Install third-party Hadoop applications on Azure HDInsight

In this article, you will learn how to install an already published third-party Hadoop application on Azure HDInsight. For instructions on installing your own application, see Install custom HDInsight applications.

An HDInsight application is an application that users can install on a Linux-based HDInsight cluster. These applications can be developed by Microsoft, independent software vendors (ISV) or by yourself.

Currently there are four published applications:

  • DATAIKU DDS on HDInsight: Dataiku DSS (Data Science Studio) is a software that allows data professionals (data scientists, business analysts, developers...) to prototype, build, and deploy highly specific services that transform raw data into impactful business predictions.
  • Datameer: Datameer offers analysts an interactive way to discover, analyze, and visualize the results on Big Data. Pull in additional data sources easily to discover new relationships and get the answers you need quickly.
  • Streamsets Data Collector for HDnsight provides a full-featured integrated development environment (IDE) that lets you design, test, deploy, and manage any-to-any ingest pipelines that mesh stream and batch data, and include a variety of in-stream transformations—all without having to write custom code.
  • Cask CDAP 3.5/4.0/4.1 for HDInsight provides the first unified integration platform for big data that cuts down the time to production for data applications and data lakes by 80%. This application only supports Standard HBase 3.4 clusters.
  • H2O Artificial Intelligence for HDInsight (Beta) H2O Sparkling Water supports the following distributed algorithms: GLM, Naïve Bayes, Distributed Random Forest, Gradient Boosting Machine, Deep Neural Networks , Deep learning, K-means , PCA, Generalized Low Rank Models, Anomaly Detection, and Autoencoders.

The instructions provided in this article use Azure portal. You can also export the Azure Resource Manager template from the portal or obtain a copy of the Resource Manager template from vendors, and use Azure PowerShell and Azure CLI to deploy the template. See Create Linux-based Hadoop clusters in HDInsight using Resource Manager templates.

Prerequisites

If you want to install HDInsight applications on an existing HDInsight cluster, you must have an HDInsight cluster. To create one, see Create clusters. You can also install HDInsight applications when you create an HDInsight cluster.

Install applications to existing clusters

The following procedure shows you how to install HDInsight applications to an existing HDInsight cluster.

To install an HDInsight application

  1. Sign in to the Azure portal.
  2. Click HDInsight Clusters in the left menu. If you don't see it, click More Services, and then click HDInsight Clusters.
  3. Click an HDInsight cluster. If you don't have one, you must create one first. see Create clusters.
  4. Click Applications under the Configurations category. You can see a list of installed applications if there are any. If you cannot find Applications, that means there is no applications for this version of the HDInsight cluster.

    HDInsight applications portal menu

  5. Click Add from the blade menu.

    HDInsight applications installed apps

    You can see a list of existing HDInsight applications.
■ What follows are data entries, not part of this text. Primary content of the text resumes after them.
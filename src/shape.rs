//! D-pad silhouette: a plus sign traced as one closed outline, with a round
//! divot in the middle.

use std::f32::consts::PI;

use tiny_skia::{Path, PathBuilder};

use crate::buttons::Button;
use crate::geometry::{Point, Rect, Transform};

/// Cubic bezier handle length for a quarter circle.
const KAPPA: f32 = 0.552_284_8;

/// Side of the neutral inner square and how far each arm sticks out of it.
fn proportions(rect: &Rect, line_width: f32) -> (f32, f32) {
    let min_side = rect.width.min(rect.height);
    let inner = min_side / 3.0;
    (inner, inner - line_width / 2.0)
}

/// The twelve outline corners, clockwise from the top-left of the up arm,
/// centered in `rect`. The stroke of `line_width` stays inside `rect`.
pub fn dpad_outline(rect: &Rect, line_width: f32) -> Vec<Point> {
    let (inner, protrudance) = proportions(rect, line_width);

    // Up, right, back down: one arm. Rotating it about each corner of the
    // inner square traces the whole plus.
    let segment = [
        Point::new(0.0, -protrudance),
        Point::new(inner, -protrudance),
        Point::new(inner, 0.0),
    ];
    let turns = [
        Transform::identity(),
        Transform::rotate_then_translate(PI / 2.0, inner, 0.0),
        Transform::rotate_then_translate(PI, inner, inner),
        Transform::rotate_then_translate(PI * 3.0 / 2.0, 0.0, inner),
    ];
    let raw: Vec<Point> = turns
        .iter()
        .flat_map(|t| segment.iter().map(move |p| t.apply(*p)))
        .collect();

    let Some(bounds) = Rect::bounding(&raw) else {
        return raw;
    };
    let shift = Transform::translate(rect.mid_x() - bounds.mid_x(), rect.mid_y() - bounds.mid_y());
    raw.into_iter().map(|p| shift.apply(p)).collect()
}

/// Bounds of the circular divot.
pub fn dpad_divot(rect: &Rect) -> Rect {
    let d = rect.width.min(rect.height) / 4.0;
    Rect::from_center(rect.center(), d, d)
}

/// Rectangle of one arm, for pressed highlighting. `None` for buttons that
/// are not directions.
pub fn dpad_arm(rect: &Rect, line_width: f32, direction: Button) -> Option<Rect> {
    let (inner, p) = proportions(rect, line_width);
    let x = rect.mid_x() - inner / 2.0;
    let y = rect.mid_y() - inner / 2.0;
    match direction {
        Button::Up => Some(Rect::new(x, y - p, inner, p)),
        Button::Down => Some(Rect::new(x, y + inner, inner, p)),
        Button::Left => Some(Rect::new(x - p, y, p, inner)),
        Button::Right => Some(Rect::new(x + inner, y, p, inner)),
        _ => None,
    }
}

/// Outline plus divot as one tiny-skia path. Fill with `EvenOdd` to cut the
/// divot out.
pub fn dpad_path(rect: &Rect, line_width: f32) -> Option<Path> {
    let outline = dpad_outline(rect, line_width);
    let (first, rest) = outline.split_first()?;

    let mut pb = PathBuilder::new();
    pb.move_to(first.x, first.y);
    for p in rest {
        pb.line_to(p.x, p.y);
    }
    pb.close();

    let divot = dpad_divot(rect);
    push_circle(&mut pb, divot.mid_x(), divot.mid_y(), divot.width / 2.0);
    pb.finish()
}

/// Capsule (stadium) filling `rect`, rounded along its shorter side.
pub fn capsule_path(rect: &Rect) -> Option<Path> {
    if rect.width <= 0.0 || rect.height <= 0.0 {
        return None;
    }
    let (x, y, w, h) = (rect.x, rect.y, rect.width, rect.height);
    let r = w.min(h) / 2.0;
    let k = KAPPA * r;
    let mut pb = PathBuilder::new();
    pb.move_to(x + r, y);
    pb.line_to(x + w - r, y);
    pb.cubic_to(x + w - r + k, y, x + w, y + r - k, x + w, y + r);
    pb.line_to(x + w, y + h - r);
    pb.cubic_to(x + w, y + h - r + k, x + w - r + k, y + h, x + w - r, y + h);
    pb.line_to(x + r, y + h);
    pb.cubic_to(x + r - k, y + h, x, y + h - r + k, x, y + h - r);
    pb.line_to(x, y + r);
    pb.cubic_to(x, y + r - k, x + r - k, y, x + r, y);
    pb.close();
    pb.finish()
}

pub fn circle_path(cx: f32, cy: f32, radius: f32) -> Option<Path> {
    let mut pb = PathBuilder::new();
    push_circle(&mut pb, cx, cy, radius);
    pb.finish()
}

fn push_circle(pb: &mut PathBuilder, cx: f32, cy: f32, radius: f32) {
    let kr = KAPPA * radius;
    pb.move_to(cx, cy - radius);
    pb.cubic_to(cx + kr, cy - radius, cx + radius, cy - kr, cx + radius, cy);
    pb.cubic_to(cx + radius, cy + kr, cx + kr, cy + radius, cx, cy + radius);
    pb.cubic_to(cx - kr, cy + radius, cx - radius, cy + kr, cx - radius, cy);
    pb.cubic_to(cx - radius, cy - kr, cx - kr, cy - radius, cx, cy - radius);
    pb.close();
}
    HDInsight applications available applications

  6. Click one of the applications, accept the legal terms, and then click Select.

You can see the installation status from the portal notifications (click the bell icon on the top of the portal). After the application is installed, the application will appear on the Installed Apps blade.

Install applications during cluster creation

You have the option to install HDInsight applications when you create a cluster. During the process, HDInsight applications are installed after the cluster is created and is in the running state. The following procedure shows you how to install HDInsight applications when you create a cluster.

To install an HDInsight application

  1. Sign in to the Azure portal.
  2. Click NEW, Click Data + Analytics, and then click HDInsight.
  3. Enter Cluster Name: This name must be globally unique.
  4. Click Subscription to select the Azure subscription that will be used for the cluster.
  5. Click Select cluster Type, and then select:

    • Cluster Type: If you don't know what to choose, select Hadoop. It is the most popular cluster type.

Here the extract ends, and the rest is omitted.